BraxAutoResetWrapper discards terminal observation, breaking correct value bootstrapping on truncation

# `BraxAutoResetWrapper` discards terminal observation, breaking correct value bootstrapping on truncation

Hello everyone, I have searched through the existing and closed issues but I have found nothing regarding incorrect value bootstrapping on truncation, so here it is:

## Summary

`BraxAutoResetWrapper` (in `mujoco_playground/_src/wrapper.py`) overwrites `state.obs` with the reset observation on `done`, without preserving the pre-reset observation anywhere in `state.info`.  While this is perfect for automated-reset in vectorized environments, this makes it impossible for downstream RL algorithms to implement correct value bootstrapping on truncation.

## Why this matters for RL

Every actor-critic method needs to distinguish termination from truncation when computing TD targets / GAE:

- **Termination** (e.g. agent fell): the MDP ends. Target is `r_t` (no bootstrap).
- **Truncation** (e.g. time limit hit, task still alive): the episode is artificially cut. Target is `r_t + γ·V(s_{t+1})`, where `s_{t+1}` is the observation the agent *would have seen next* had the episode continued.

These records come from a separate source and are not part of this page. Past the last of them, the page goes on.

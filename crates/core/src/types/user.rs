//! User records from the user directory.

use serde::{Deserialize, Serialize};

use super::email::Email;
use super::role::Role;

/// A user account as stored by the backend.
///
/// `approved` is owned by the backend and only changes through the admin
/// approve/revoke calls.
#[derive(Debug, Clone, PartialEq, Eq, Serialize, Deserialize)]
pub struct User {
    /// Unique identity.
    pub email: Email,
    /// Permission level.
    pub role: Role,
    /// Whether an admin has approved the account.
    #[serde(default)]
    pub approved: bool,
}

impl User {
    #[must_use]
    pub const fn new(email: Email, role: Role, approved: bool) -> Self {
        Self {
            email,
            role,
            approved,
        }
    }
}

#[cfg(test)]
#[allow(clippy::unwrap_used)]
mod tests {
    use super::*;

    #[test]
    fn test_deserialize_backend_record() {
        let json = r#"{"email":"Mo@Farm.org","role":3,"approved":false,"points":12}"#;
        let user: User = serde_json::from_str(json).unwrap();
        assert_eq!(user.email.as_str(), "mo@farm.org");
        assert_eq!(user.role, Role::User);
        assert!(!user.approved);
    }

    #[test]
    fn test_unknown_role_is_rejected() {
        let json = r#"{"email":"mo@farm.org","role":9,"approved":true}"#;
        assert!(serde_json::from_str::<User>(json).is_err());
    }
}
//! Card nutrient editing: substitute, reset and undo.
//!
//! A [`CardEditor`] belongs to one editing session. It drives the
//! [`PreferenceStore`] and keeps the [`UndoHistory`] of what each commit
//! replaced.
//!
//! ```text
//! Idle --select_target--> SelectingReplacement --confirm--> Committing --> Idle
//!                          |        ^
//!                          +cancel--+ (select_target again re-targets)
//! ```
//!
//! `reset` and `undo` are only accepted from `Idle`.

use crate::defaults::{NutrientCatalog, default_card_nutrients};
use crate::history::UndoHistory;
use crate::store::{PreferenceSink, PreferenceStore};
use crate::types::{CardNutrients, NutrientSelection, PreferenceError, Preferences};

/// Rejected editing actions. None of them change state or history.
#[derive(thiserror::Error, Debug, Clone, PartialEq, Eq)]
pub enum EditError {
    /// Preferences have not been loaded yet.
    #[error("preferences are still loading")]
    NotLoaded,
    /// The nutrient is not on the card.
    #[error("nutrient '{0}' is not on the card")]
    UnknownNutrient(String),
    /// A replacement was confirmed without choosing what to replace.
    #[error("no nutrient selected for replacement")]
    NoTargetSelected,
    /// The replacement is already shown elsewhere on the card.
    #[error("nutrient '{0}' is already on the card")]
    DuplicateNutrient(String),
    /// The card already shows the default nutrients.
    #[error("card already shows the default nutrients")]
    AlreadyDefault,
    /// There is nothing to undo.
    #[error("nothing to undo")]
    HistoryEmpty,
    /// A replacement is being chosen; finish or cancel it first.
    #[error("a nutrient replacement is in progress")]
    Busy,
}

impl From<PreferenceError> for EditError {
    fn from(err: PreferenceError) -> Self {
        match err {
            PreferenceError::DuplicateNutrient(name) => Self::DuplicateNutrient(name),
            PreferenceError::UnknownNutrient(name) => Self::UnknownNutrient(name),
        }
    }
}

/// Where the editor is in the substitution flow.
#[derive(Debug, Clone, PartialEq, Eq, Default)]
pub enum EditState {
    #[default]
    Idle,
    /// The selection surface is open for `target`.
    SelectingReplacement { target: String },
    /// The substitution of `target` is being written.
    Committing { target: String },
}

/// Editing controller for one session's card nutrients.
#[derive(Debug, Clone, Default)]
pub struct CardEditor {
    state: EditState,
    history: UndoHistory,
}

impl CardEditor {
    /// An idle editor with an empty history of the given depth.
    #[must_use]
    pub fn new(undo_depth: usize) -> Self {
        Self {
            state: EditState::Idle,
            history: UndoHistory::new(undo_depth),
        }
    }

    #[must_use]
    pub const fn state(&self) -> &EditState {
        &self.state
    }

    #[must_use]
    pub const fn history(&self) -> &UndoHistory {
        &self.history
    }

    /// The nutrient currently chosen for replacement.
    #[must_use]
    pub fn target(&self) -> Option<&str> {
        match &self.state {
            EditState::Idle => None,
            EditState::SelectingReplacement { target } | EditState::Committing { target } => {
                Some(target)
            }
        }
    }

    /// Whether the undo affordance should be offered.
    #[must_use]
    pub fn can_undo(&self) -> bool {
        self.state == EditState::Idle && self.history.can_undo()
    }

    /// Whether the reset affordance should be offered: loaded, idle and not
    /// already showing the defaults.
    #[must_use]
    pub fn can_reset<S: PreferenceSink>(&self, store: &PreferenceStore<S>) -> bool {
        self.state == EditState::Idle && store.get().is_some_and(|p| !p.has_default_cards())
    }

    /// Open the selection surface for the displayed nutrient `name`.
    ///
    /// Choosing another nutrient while the surface is open re-targets it.
    ///
    /// # Errors
    ///
    /// [`EditError::NotLoaded`] or [`EditError::UnknownNutrient`].
    pub fn select_target<S: PreferenceSink>(
        &mut self,
        store: &PreferenceStore<S>,
        name: &str,
    ) -> Result<(), EditError> {
        let cards = current_cards(store)?;
        if !cards.contains(name) {
            return Err(EditError::UnknownNutrient(name.to_owned()));
        }
        self.state = EditState::SelectingReplacement {
            target: name.to_owned(),
        };
        Ok(())
    }

    /// Replacement choices for the open selection: catalog nutrients not
    /// already on the card.
    ///
    /// # Errors
    ///
    /// [`EditError::NotLoaded`] or [`EditError::NoTargetSelected`].
    pub fn candidates<S: PreferenceSink>(
        &self,
        store: &PreferenceStore<S>,
        catalog: &NutrientCatalog,
    ) -> Result<Vec<NutrientSelection>, EditError> {
        let cards = current_cards(store)?;
        if !matches!(self.state, EditState::SelectingReplacement { .. }) {
            return Err(EditError::NoTargetSelected);
        }
        Ok(catalog.candidates(cards))
    }

    /// Close the selection surface without changing anything.
    pub fn cancel(&mut self) {
        self.state = EditState::Idle;
    }

    /// Substitute the selected nutrient with `replacement`, keeping its
    /// position, and record the previous list for undo.
    ///
    /// Returns the version of the dispatched save.
    ///
    /// # Errors
    ///
    /// [`EditError::NoTargetSelected`] when no selection is open,
    /// [`EditError::DuplicateNutrient`] when `replacement` is already shown
    /// elsewhere. The selection stays open on error.
    pub fn confirm_replacement<S: PreferenceSink>(
        &mut self,
        store: &mut PreferenceStore<S>,
        replacement: NutrientSelection,
    ) -> Result<u64, EditError> {
        let EditState::SelectingReplacement { target } = std::mem::take(&mut self.state) else {
            return Err(EditError::NoTargetSelected);
        };
        self.state = EditState::Committing {
            target: target.clone(),
        };

        let result = build_replacement(store, &target, replacement);
        let (previous, next) = match result {
            Ok(pair) => pair,
            Err(err) => {
                self.state = EditState::SelectingReplacement { target };
                return Err(err);
            }
        };

        let version = store.set(next);
        self.history.push(previous);
        self.state = EditState::Idle;
        Ok(version)
    }

    /// Write the default nutrients and record the previous list for undo.
    ///
    /// # Errors
    ///
    /// [`EditError::Busy`], [`EditError::NotLoaded`] or
    /// [`EditError::AlreadyDefault`].
    pub fn reset<S: PreferenceSink>(
        &mut self,
        store: &mut PreferenceStore<S>,
    ) -> Result<u64, EditError> {
        self.ensure_idle()?;
        let current = store.get().ok_or(EditError::NotLoaded)?;
        if current.has_default_cards() {
            return Err(EditError::AlreadyDefault);
        }

        let previous = current.card_nutrients.clone();
        let next = current.with_card_nutrients(default_card_nutrients());
        let version = store.set(next);
        self.history.push(previous);
        Ok(version)
    }

    /// Restore the most recent snapshot. Undo is not itself recorded.
    ///
    /// # Errors
    ///
    /// [`EditError::Busy`], [`EditError::NotLoaded`] or
    /// [`EditError::HistoryEmpty`].
    pub fn undo<S: PreferenceSink>(
        &mut self,
        store: &mut PreferenceStore<S>,
    ) -> Result<u64, EditError> {
        self.ensure_idle()?;
        let current = store.get().ok_or(EditError::NotLoaded)?;
        let next = self
            .history
            .pop()
            .map(|snapshot| current.with_card_nutrients(snapshot))
            .ok_or(EditError::HistoryEmpty)?;
        Ok(store.set(next))
    }

    /// Drop all recorded snapshots and close any open selection.
    pub fn clear(&mut self) {
        self.history.clear();
        self.state = EditState::Idle;
    }

    fn ensure_idle(&self) -> Result<(), EditError> {
        if self.state == EditState::Idle {
            Ok(())
        } else {
            Err(EditError::Busy)
        }
    }
}

fn current_cards<S: PreferenceSink>(
    store: &PreferenceStore<S>,
) -> Result<&CardNutrients, EditError> {
    store
        .get()
        .map(|p| &p.card_nutrients)
        .ok_or(EditError::NotLoaded)
}

fn build_replacement<S: PreferenceSink>(
    store: &PreferenceStore<S>,
    target: &str,
    replacement: NutrientSelection,
) -> Result<(CardNutrients, Preferences), EditError> {
    let current = store.get().ok_or(EditError::NotLoaded)?;
    let cards = current.card_nutrients.replace(target, replacement)?;
    Ok((
        current.card_nutrients.clone(),
        current.with_card_nutrients(cards),
    ))
}
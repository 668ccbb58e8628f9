//! REST client for the Nutribase backend.
//!
//! # Endpoints
//!
//! | Call | Request |
//! |---|---|
//! | preferences | `GET`/`PUT /users/{email}/preferences` |
//! | user lookup | `GET /users/{email}` |
//! | user lists | `GET /users[?approved=true\|false]` |
//! | approval | `POST /users/{email}/approve`, `POST /users/{email}/revoke` |
//! | deletion | `DELETE /users/{email}` |
//! | points | `POST /users/points` |
//! | database | `POST /db/update` |
//!
//! Mutating calls that report progress return the backend's status payload
//! as raw JSON.

mod db;
mod preferences;
mod users;

use std::sync::Arc;

use reqwest::StatusCode;
use reqwest::header::{AUTHORIZATION, HeaderMap, HeaderValue};
use serde::Serialize;
use serde::de::DeserializeOwned;
use url::Url;

use crate::config::{ApiConfig, bearer};
use crate::error::ApiError;

/// Arbitrary JSON returned by bulk and approval endpoints.
pub type StatusPayload = serde_json::Value;

/// Nutribase API client.
///
/// Cheap to clone; clones share one connection pool.
#[derive(Clone)]
pub struct ApiClient {
    inner: Arc<ApiClientInner>,
}

struct ApiClientInner {
    client: reqwest::Client,
    base_url: Url,
}

impl ApiClient {
    /// Create a new API client.
    ///
    /// # Errors
    ///
    /// Returns error if the token is not a valid header value or the HTTP
    /// client fails to build.
    pub fn new(config: &ApiConfig) -> Result<Self, ApiError> {
        let mut headers = HeaderMap::new();
        if let Some(token) = &config.token {
            let mut value = HeaderValue::from_str(&bearer(token))
                .map_err(|e| ApiError::Parse(format!("Invalid API token format: {e}")))?;
            value.set_sensitive(true);
            headers.insert(AUTHORIZATION, value);
        }

        let client = reqwest::Client::builder()
            .default_headers(headers)
            .timeout(config.timeout)
            .build()?;

        Ok(Self {
            inner: Arc::new(ApiClientInner {
                client,
                base_url: config.base_url.clone(),
            }),
        })
    }

    /// The configured base URL.
    #[must_use]
    pub fn base_url(&self) -> &Url {
        &self.inner.base_url
    }

    /// Build a URL by appending percent-encoded path segments to the base.
    pub(crate) fn url(&self, segments: &[&str]) -> Result<Url, ApiError> {
        let mut url = self.inner.base_url.clone();
        url.path_segments_mut()
            .map_err(|()| ApiError::InvalidUrl(self.inner.base_url.to_string()))?
            .pop_if_empty()
            .extend(segments);
        Ok(url)
    }

    /// Execute a GET request.
    pub(crate) async fn get<T: DeserializeOwned>(&self, url: Url) -> Result<T, ApiError> {
        let response = self.inner.client.get(url).send().await?;
        Self::handle_response(response).await
    }

    /// Execute a POST request without a body.
    pub(crate) async fn post<T: DeserializeOwned>(&self, url: Url) -> Result<T, ApiError> {
        let response = self.inner.client.post(url).send().await?;
        Self::handle_response(response).await
    }

    /// Execute a PUT request with a JSON body, ignoring any response body.
    pub(crate) async fn put<B: Serialize + Sync>(&self, url: Url, body: &B) -> Result<(), ApiError> {
        let response = self.inner.client.put(url).json(body).send().await?;
        Self::expect_success(response).await
    }

    /// Execute a DELETE request.
    pub(crate) async fn delete(&self, url: Url) -> Result<(), ApiError> {
        let response = self.inner.client.delete(url).send().await?;
        Self::expect_success(response).await
    }

    async fn expect_success(response: reqwest::Response) -> Result<(), ApiError> {
        if response.status().is_success() {
            return Ok(());
        }
        Err(Self::parse_error(response).await)
    }

    /// Handle API response and parse JSON. An empty body parses as `null`.
    async fn handle_response<T: DeserializeOwned>(
        response: reqwest::Response,
    ) -> Result<T, ApiError> {
        if !response.status().is_success() {
            return Err(Self::parse_error(response).await);
        }

        let body = response.bytes().await?;
        let body: &[u8] = if body.is_empty() { b"null" } else { &body };
        serde_json::from_slice(body)
            .map_err(|e| ApiError::Parse(format!("Failed to parse response: {e}")))
    }

    /// Map an error response to an [`ApiError`].
    async fn parse_error(response: reqwest::Response) -> ApiError {
        let status = response.status();

        if status == StatusCode::TOO_MANY_REQUESTS {
            let retry_after = response
                .headers()
                .get("Retry-After")
                .and_then(|v| v.to_str().ok())
                .and_then(|s| s.parse().ok())
                .unwrap_or(60);
            return ApiError::RateLimited(retry_after);
        }

        if status == StatusCode::UNAUTHORIZED || status == StatusCode::FORBIDDEN {
            return ApiError::Unauthorized;
        }

        if status == StatusCode::NOT_FOUND {
            return ApiError::NotFound(response.url().path().to_string());
        }

        let message = response
            .text()
            .await
            .unwrap_or_else(|_| "Unknown error".to_string());

        ApiError::Api {
            status: status.as_u16(),
            message,
        }
    }
}

impl std::fmt::Debug for ApiClient {
    fn fmt(&self, f: &mut std::fmt::Formatter<'_>) -> std::fmt::Result {
        f.debug_struct("ApiClient")
            .field("base_url", &self.inner.base_url.as_str())
            .finish_non_exhaustive()
    }
}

`wrap_for_brax_training` already exposes the termination/truncation distinction correctly via `state.info['truncation']` (set by brax's `EpisodeWrapper`). But to actually compute the truncation bootstrap `V(s_{t+1})`, the learner needs access to `s_{t+1}` — the terminal observation of the truncated trajectory. After `BraxAutoResetWrapper.step`, that observation is gone: `state.obs` has been replaced by the reset state, and `info` only holds reset-related bookkeeping (`_first_data`, `_first_obs`, `_rng`, `_done_count`).

In practice this means every PPO/SAC implementation built on Playground is silently bootstrapping on `V(s_reset)` instead of `V(s_{t+1})` at every truncation. The bias is small on short-horizon tasks with low γ but grows with episode length and γ, and is particularly pathological on locomotion tasks where `s_reset` is an upright pose very different from the late-episode state.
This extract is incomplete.